▶ [What this task involves]:
Return all the lines below in which the string "namespace" appears.

Stored data entries
=-=-=-=-=
use serde::{Deserialize, Serialize};
use std::path::PathBuf;

/// 数据库配置
#[derive(Debug, Clone, Serialize, Deserialize, Default)]
#[serde(default)]
pub struct DatabaseConfig {
    /// 存储后端: "surrealdb" 或 "memory"
    pub backend: String,
    /// SurrealDB 连接地址（支持 ws://、http://、mem://）
    pub url: String,
    /// 命名空间
    pub namespace: String,
    /// 数据库名称
    pub database: String,
    /// 用户名（为空时跳过登录，适用于嵌入式引擎）
    pub username: String,
    /// 密码
    pub password: String,
}

/// 服务器配置
#[derive(Debug, Clone, Serialize, Deserialize, Default)]
#[serde(default)]
pub struct ServerConfig {
    /// 服务地址
    pub host: String,
    /// 服务端口
    pub port: u16,
    /// 请求超时（秒）
    pub request_timeout: u64,
    /// 允许的跨域来源，空列表或 "*" 表示全部允许
    pub cors_origins: Vec<String>,
}

/// 叙事生成服务配置
#[derive(Debug, Clone, Serialize, Deserialize, Default)]
#[serde(default)]
pub struct GeneratorConfig {
    /// 生成后端: "gemini" 或 "ollama"
    pub backend: String,
    /// API 密钥（Gemini 必填）
    pub api_key: String,
    /// 模型名称
    pub model: String,
    /// 服务基础地址
    pub base_url: String,
    /// 单次请求超时（秒）
    pub timeout_secs: u64,
    /// 采样温度
    pub temperature: Option<f32>,
}

/// 游戏规则配置
#[derive(Debug, Clone, Serialize, Deserialize, Default)]
#[serde(default)]
pub struct GameConfig {
    /// 续写时回传给生成服务的最近故事段数
    pub context_window: usize,
    /// 玩家选择文本最大长度
    pub max_choice_length: usize,
}

/// 日志配置
#[derive(Debug, Clone, Serialize, Deserialize, Default)]
#[serde(default)]
pub struct LoggingConfig {
    /// 日志级别
    pub level: String,
    /// 结构化日志格式
    pub structured: bool,
    /// 日志文件目录
    pub log_dir: Option<PathBuf>,
}

/// 应用配置
#[derive(Debug, Clone, Serialize, Deserialize, Default)]
#[serde(default)]
pub struct AppConfig {
    /// 服务器配置
    pub server: ServerConfig,
    /// 数据库配置
    pub database: DatabaseConfig,
    /// 生成服务配置
    pub generator: GeneratorConfig,
    /// 游戏规则配置
    pub game: GameConfig,
    /// 日志配置
    pub logging: LoggingConfig,
    /// 应用名称
    pub app_name: String,
    /// 环境
    pub environment: String,
}

impl AppConfig {
    /// 创建开发环境配置
    pub fn development() -> Self {
        Self {
            server: ServerConfig {
                host: "0.0.0.0".into(),
                port: 8001,
                request_timeout: 90,
                cors_origins: vec!["*".into()],
            },
            database: DatabaseConfig {
                backend: "surrealdb".into(),
                url: "ws://localhost:8000".into(),
                namespace: "darkquest".into(),
                database: "game".into(),
                username: "root".into(),
                password: "root".into(),
            },
            generator: GeneratorConfig {
                backend: "gemini".into(),
                api_key: String::new(),
                model: "gemini-2.0-flash".into(),
                base_url: "https://generativelanguage.googleapis.com/v1beta".into(),
                timeout_secs: 60,
                temperature: None,
            },
            game: GameConfig {
                context_window: 3,
                max_choice_length: 500,
            },
            logging: LoggingConfig {
                level: "debug".into(),
                structured: false,
                log_dir: None,
            },
            app_name: "darkquest".into(),
            environment: "development".into(),
        }
    }

    /// 创建生产环境配置
    pub fn production() -> Self {
        let mut config = Self::development();
        config.environment = "production".into();
        config.logging.level = "info".into();
        config.logging.structured = true;
        config.logging.log_dir = Some(PathBuf::from("./logs"));
        config
    }

    /// 本地测试配置：内存存储，无需外部数据库
    pub fn in_memory() -> Self {
        let mut config = Self::development();
        config.database.backend = "memory".into();
        config.database.url = String::new();
        config
    }
}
=-=-=-=-=
▶ [Task response]:
    pub namespace: String,
                namespace: "darkquest".into(),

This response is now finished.